**Task instructions**: Each line of the data must be reproduced as it appears.

======== Data under study ========

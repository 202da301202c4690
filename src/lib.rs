//! Daily football-data.org ingestion: fetch each competition's matches,
//! flatten them, and store them in the `matches` SQLite table.

pub mod config;
pub mod db;
pub mod error;
pub mod fetcher;
pub mod pipeline;
pub mod report;
pub mod types;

========

**Exercise result**:
repository 202da301202c4690
filename src/lib.rs
//! Daily football-data.org ingestion: fetch each competition's matches,
//! flatten them, and store them in the `matches` SQLite table.

pub mod config;
pub mod db;
pub mod error;
pub mod fetcher;
pub mod pipeline;
pub mod report;
pub mod types;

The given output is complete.